Notas sobre el silencio post-atómico

Por Mariana Zalazar

“Nadie brinda por lo que tiene, eso quedó atrás”, escribe Carlos Ríos en Cuaderno de Pripyat, su última novela publicada recientemente por Editorial Entropía. Un lugar a espaldas de quien narra, un topos ya inaccesible, un tiempo rehén de la irreversibilidad. Los apuntes de una ciudad amortajada por la radioactividad, cuyo fantasma vaga frente a los ojos del provisorio Malofienko, el protagonista embarcado en la búsqueda de un imposible: la resurrección de una identidad mutilada por el dióxido de uranio y el sobrecalentamiento de un reactor nuclear.

Mucho se ha dicho – también escrito y filmado- sobre los corolarios de Chernobyl desde aquel funesto veintiséis de abril de 1986. Pero, así como los numerosos saqueos transformaron las habitaciones del relato de Ríos en espacios simbólicos excluidos, las incesantes producciones literarias y cinematográficas sobre la mutación y el horror acabaron por dotar a la narrativa del desastre de una peligrosa cuota de vacuidad. Del extremo de la resistencia, nombres tales como el escritor español Javier Sebastián Luengo –quien publicó el año pasado El ciclista de Chernóbil-, el ensayista ucraniano Yuri Andrujovitsch y autores del otro lado del océano como Juan José Saer (estos últimos dos citados por Ríos enCuaderno), ofician de buenas compañías para una prosa que no pretende hablar de transformaciones genómicas, sino de la ambigüedad de los olvidos y ausencias que pueblan el silencio pos-atómico.

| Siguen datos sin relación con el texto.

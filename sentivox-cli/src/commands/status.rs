//! Status command - show the current session

use anyhow::Result;
use colored::Colorize;
use sentivox_core::SessionState;

use super::{get_context, log_command};
use crate::output;

fn describe(state: &SessionState) -> String {
    match state {
        SessionState::Loading => "loading".dimmed().to_string(),
        SessionState::Authenticated(identity) => {
            format!("{} as {}", "signed in".green(), identity.display_name())
        }
        SessionState::Unauthenticated => "signed out".yellow().to_string(),
    }
}

pub async fn run(json: bool) -> Result<()> {
    let ctx = get_context()?;
    log_command(&ctx, "status");

    let outcome = ctx.session.bootstrap().await;
    let optimistic = ctx.session.current();

    let spinner = output::spinner("Checking session with server...");
    let reconciling = outcome.is_reconciling();
    outcome.settled().await;
    spinner.finish_and_clear();
    let state = ctx.session.current();

    if json {
        println!(
            "{}",
            serde_json::to_string_pretty(&serde_json::json!({
                "status": state.status(),
                "cached": reconciling,
                "cachedStatus": optimistic.status(),
                "user": state.identity(),
                "apiUrl": ctx.config.api_url(),
            }))?
        );
        return Ok(());
    }

    println!("{}", "Sentivox Session".bold());
    println!();

    let mut table = output::create_table();
    table.add_row(vec!["Server".to_string(), ctx.config.api_url()]);
    if reconciling {
        table.add_row(vec!["Cached".to_string(), describe(&optimistic)]);
    }
    table.add_row(vec!["Session".to_string(), describe(&state)]);

    if let Some(identity) = state.identity() {
        table.add_row(vec!["Email".to_string(), identity.email.clone()]);
        if let Some(role) = identity.role {
            table.add_row(vec!["Role".to_string(), role.as_str().to_string()]);
        }
    }
    println!("{}", table);

    if let Some(identity) = state.identity() {
        if identity.is_default_password {
            println!();
            output::warning("This account still uses the default password.");
        }
    }

    Ok(())
}
fn read_request(stream: &mut TcpStream) -> Option<MockRequest> {
    stream.set_nonblocking(false).ok()?;

    let mut data = Vec::new();
    let mut buffer = [0; 4096];
    let header_end = loop {
        let n = stream.read(&mut buffer).ok()?;
        if n == 0 {
            return None;
        }
        data.extend_from_slice(&buffer[..n]);
        if let Some(pos) = data.windows(4).position(|w| w == b"\r\n\r\n") {
            break pos + 4;
        }
    };

    let headers = String::from_utf8_lossy(&data[..header_end]).to_string();
    let content_length = headers
        .lines()
        .find_map(|line| {
            let (name, value) = line.split_once(':')?;
            name.eq_ignore_ascii_case("content-length")
                .then(|| value.trim().parse::<usize>().ok())
                .flatten()
        })
        .unwrap_or(0);

    while data.len() < header_end + content_length {
        let n = stream.read(&mut buffer).ok()?;
        if n == 0 {
            break;
        }
        data.extend_from_slice(&buffer[..n]);
    }

    let body = serde_json::from_slice(&data[header_end..]).unwrap_or(JsonValue::Null);

    let first_line = headers.lines().next().unwrap_or("");
    let mut parts = first_line.split_whitespace();
    let method = parts.next()?.to_string();
    let target = parts.next()?;
    let (path, query) = target.split_once('?').unwrap_or((target, ""));

    Some(MockRequest {
        method,
        path: path.to_string(),
        query: query.to_string(),
        headers,
        body,
    })
}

A pesar de ser oriundo de Santa Teresita, Ríos describe los paisajes devastados de la zona de alienación con una inquietante cercanía. El mismo ejercicio que ya había practicado en su primera novela, Manigua (2009), en cuyas líneas –escritas durante sus años de residencia en Puebla, México- transita la africanidad de una muerte anunciada en clave swahili. El núcleo primitivo del hombre, la animalidad, la degradación del presente, la paranoia de la memoria, la tensión de los lazos familiares y la reevaluación del peso de la existencia son elementos que sustentan la estructura emotiva de ambos trabajos, donde los personajes -según el propio autor- “todo el tiempo tienen que ir negociando su vida en un mundo de restos”, de identidades agonizantes. Algo así como el intento infructuoso al cual hace referencia la citada Clarice Lispector, esa tentativa por franquear el umbral del óbito y dar el primer paso en la desaparición de, ni más ni menos, la propia persona.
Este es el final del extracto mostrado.